In der Septembersitzung bejahten die Gemeindevertreter einen Bebauungsplanentwurf, beschlossen die nötigen Flächennutzungsplan-Änderungen und gaben grünes Licht für die "frühzeitige Beteiligung der Öffentlichkeit". Letzteres bedeutet, dass Bürger das vom Grafenwöhrer Ingenieurbüro Schultes erstellte "Urkonzept" für die kleine Siedlung "Am Bühl" ab 4. Oktober einen Monat lang bei der Verwaltungsgemeinschaft Pressath einsehen und kommentieren können.

Außerdem werden Behörden und Verbände um ihre Stellungnahme gebeten. Fest steht, dass die Gemeinde den Bauwilligen weitgehende Freiheit bei der Gestaltung ihrer Eigenheime einräumen will. Bis zu drei Vollgeschosse und alle gängigen Dachformen werden erlaubt, und jeder Bauherr kann frei entscheiden, ob sein Haus mit der Giebel- oder der Traufseite zur Siedlungsstraße weisen soll.

Nicht starr vorgegeben wird auch die Platzierung von Garagen oder Carports. In jedem Fall sind aber mindestens drei Fahrzeugstellplätze sowie weitere zwei Stellplätze je zusätzlicher Wohneinheit vorzusehen. "Der Garagenvorplatz wird allerdings als Stellplatz anerkannt", präzisierte Ingenieur Michael Wagner, der den Planentwurf vorstellte. Bürgermeisterin Pepiuk rechnet damit, dass für die zwischen 719 und 1034 Quadratmeter großen Parzellen im Frühjahr 2017 Baubeginn der Erschließung sein wird. Für den Nordrand der Siedlung ist ein fünf Meter breiter "Eingrünungsstreifen" vorgesehen, dessen Pflanzenbewuchs die nördlichen Grundstücke von der benachbarten offenen Feldlandschaft abgrenzen wird.

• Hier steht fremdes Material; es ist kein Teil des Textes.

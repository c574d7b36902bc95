//! Core use-case services.
//!
//! # Responsibility
//! - Orchestrate repository calls into use-case level APIs.
//! - Keep callers decoupled from storage details and the persisted shape.

pub mod dto;
pub mod student_service;
use serde::{Deserialize, Serialize};
use thiserror::Error;

/// Trend metric carrying request latency samples and percentile points.
pub const DURATION_METRIC: &str = "http_req_duration";
/// Rate metric carrying the running fraction of failed requests.
pub const FAILURE_METRIC: &str = "http_req_failed";

/// Process exit code for an unreadable input file.
pub const EXIT_FILE_ACCESS: i32 = 1;
/// Process exit code for a malformed input line. `2` is left to clap usage errors.
pub const EXIT_PARSE: i32 = 3;

/// Error types for summarizer operations
#[derive(Debug, Error, Clone, PartialEq, Eq, Serialize, Deserialize)]
pub enum SummaryError {
    #[error("Cannot read {path}: {reason}")]
    FileAccess { path: String, reason: String },

    #[error("Malformed record on line {line}: {reason}: {content}")]
    Parse {
        line: usize,
        content: String,
        reason: String,
    },
}

impl SummaryError {
    pub fn exit_code(&self) -> i32 {
        match self {
            SummaryError::FileAccess { .. } => EXIT_FILE_ACCESS,
            SummaryError::Parse { .. } => EXIT_PARSE,
        }
    }
}

/// Result type for summarizer operations
pub type Result<T> = std::result::Result<T, SummaryError>;
/// Load-generation tool named in the report heading.
pub const TOOL_NAME: &str = "k6";

/// Percentile reported when none is configured.
pub const DEFAULT_PERCENTILE: f64 = 95.0;

/// Log filter used when `RUST_LOG` is unset. Keeps stderr quiet on success.
pub const DEFAULT_LOG_FILTER: &str = "k6sum=warn";

#[derive(Debug, Clone, PartialEq)]
pub struct SummaryConfig {
    pub tool: String,
    pub percentile: f64,
}

impl Default for SummaryConfig {
    fn default() -> Self {
        Self {
            tool: TOOL_NAME.to_string(),
            percentile: DEFAULT_PERCENTILE,
        }
    }
}
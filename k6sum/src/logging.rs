use tracing_subscriber::{fmt, EnvFilter};

use crate::config::DEFAULT_LOG_FILTER;

/// Install the global subscriber. Events go to stderr so stdout carries only the report.
pub fn init_tracing() {
    let filter = EnvFilter::try_from_default_env().unwrap_or_else(|_| EnvFilter::new(DEFAULT_LOG_FILTER));

    fmt()
        .with_env_filter(filter)
        .with_writer(std::io::stderr)
        .with_target(false)
        .with_thread_ids(false)
        .with_file(false)
        .with_line_number(false)
        .init();
}
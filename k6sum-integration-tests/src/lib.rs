//! End-to-end pipeline tests live under `tests/`.
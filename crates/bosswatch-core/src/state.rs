//! Tracker state snapshot — the read-only view exposed to the renderer.

use serde::{Deserialize, Serialize};

use crate::profile::BossKind;
use crate::types::Tile;

/// Snapshot of the tracker's visible state. Safe to take at any time,
/// including between events within a tick.
#[derive(Debug, Clone, Default, Serialize, Deserialize)]
pub struct TrackerSnapshot {
    /// Current game tick.
    pub tick: u64,
    /// Currently hazardous tiles, sorted for stable display output.
    pub hazard_tiles: Vec<Tile>,
    /// Bosses with at least one instance currently present.
    pub active_bosses: Vec<BossKind>,
}
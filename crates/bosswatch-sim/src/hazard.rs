//! Hazard tile scheduler.
//!
//! Maps each hazardous tile to the tick at which it stops being
//! hazardous. Overlapping area insertions merge by taking the maximum
//! clear tick per tile, so a later burst never shortens the lifetime an
//! earlier burst established.

use std::collections::hash_map::Entry;
use std::collections::HashMap;

use tracing::debug;

use bosswatch_core::types::Tile;

/// Tile-to-clear-tick schedule. A tile is hazardous for every tick
/// strictly less than its clear tick and is removed by the `expire` call
/// for the clear tick itself.
#[derive(Debug, Default)]
pub struct HazardScheduler {
    clear_ticks: HashMap<Tile, u64>,
}

impl HazardScheduler {
    pub fn new() -> Self {
        Self::default()
    }

    /// Mark the Chebyshev neighborhood of `center` (side `2 * radius + 1`)
    /// hazardous until `clear_tick`. Tiles already marked keep the later
    /// of their existing and the proposed clear tick.
    pub fn add_area(&mut self, center: Tile, radius: u32, clear_tick: u64) {
        for tile in center.chebyshev_neighborhood(radius) {
            match self.clear_ticks.entry(tile) {
                Entry::Occupied(mut entry) => {
                    if clear_tick > *entry.get() {
                        debug!(
                            ?tile,
                            from = *entry.get(),
                            to = clear_tick,
                            "extended hazard tile"
                        );
                        entry.insert(clear_tick);
                    }
                }
                Entry::Vacant(entry) => {
                    entry.insert(clear_tick);
                }
            }
        }
        debug!(?center, radius, clear_tick, "registered hazard area");
    }

    /// Remove every tile whose clear tick has been reached. The engine
    /// calls this once per tick, in tick order; out-of-order calls are a
    /// caller bug and are not defended against here.
    pub fn expire(&mut self, current_tick: u64) {
        self.clear_ticks.retain(|tile, clear_tick| {
            let keep = *clear_tick > current_tick;
            if !keep {
                debug!(?tile, current_tick, "cleared hazard tile");
            }
            keep
        });
    }

    pub fn is_empty(&self) -> bool {
        self.clear_ticks.is_empty()
    }

    pub fn len(&self) -> usize {
        self.clear_ticks.len()
    }

    /// Currently hazardous tiles, in no particular order.
    pub fn tiles(&self) -> impl Iterator<Item = Tile> + '_ {
        self.clear_ticks.keys().copied()
    }

    /// Currently hazardous tiles, sorted for stable display output.
    pub fn sorted_tiles(&self) -> Vec<Tile> {
        let mut tiles: Vec<Tile> = self.tiles().collect();
        tiles.sort_unstable();
        tiles
    }

    /// The clear tick currently scheduled for a tile, if it is hazardous.
    pub fn clear_tick(&self, tile: &Tile) -> Option<u64> {
        self.clear_ticks.get(tile).copied()
    }

    /// Drop all scheduled hazards.
    pub fn clear(&mut self) {
        self.clear_ticks.clear();
    }
}
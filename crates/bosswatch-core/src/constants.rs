//! Game-client constants and per-boss identifiers.

/// Client cycles per game tick. Projectile lifetimes arrive in client
/// cycles (20 ms each); one game tick is 600 ms.
pub const CLIENT_CYCLES_PER_TICK: i32 = 30;

// --- Crazy Archaeologist ---

/// NPC kind id for the Crazy Archaeologist.
pub const CRAZY_ARCHAEOLOGIST_NPC_ID: u32 = 6618;

/// Overhead text announcing the Crazy Archaeologist's special attack.
pub const CRAZY_ARCHAEOLOGIST_SPECIAL_TEXT: &str = "Rain of knowledge!";

// --- Deranged Archaeologist ---

/// NPC kind id for the Deranged Archaeologist.
pub const DERANGED_ARCHAEOLOGIST_NPC_ID: u32 = 7806;

/// Overhead text announcing the Deranged Archaeologist's special attack.
pub const DERANGED_ARCHAEOLOGIST_SPECIAL_TEXT: &str = "Learn to Read!";

// --- Shared ---

/// Projectile kind id of the thrown explosive books. Both archaeologists
/// launch the same projectile, so attribution needs presence tracking.
pub const BOOK_PROJECTILE_ID: u32 = 1260;

/// Explosion radius in tiles (Chebyshev) around each landing point.
pub const EXPLOSION_RADIUS: u32 = 1;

Dieser Grünstreifen sei Bestandteil dieser Grundstücke, die deshalb etwas größer ausfielen als die Bauflächen südlich der sechs Meter breiten Verkehrsfläche, erläuterte Michael Wagner. Die Verkehrsfläche teile sich in eine 4,75 Meter breite Fahrbahn mit Entwässerungseinrichtung und jeweils etwa 60 Zentimeter breiten gepflasterten und begrünten Seitenstreifen. Künstliche Einfriedungen wie Zäune oder Mauern dürften bis zu 1,10 Meter, Hecken bis zu zwei Meter hoch sein. Um eine Überlastung von Kanalisation und Kläranlage durch Niederschlagswasser zu verhindern, müsse jedes Anwesen mit einer Regenwasser-Rückhaltevorrichtung ausgestattet werden, die das Wasser sammle, um es nach und nach in das Kanalnetz abzugeben.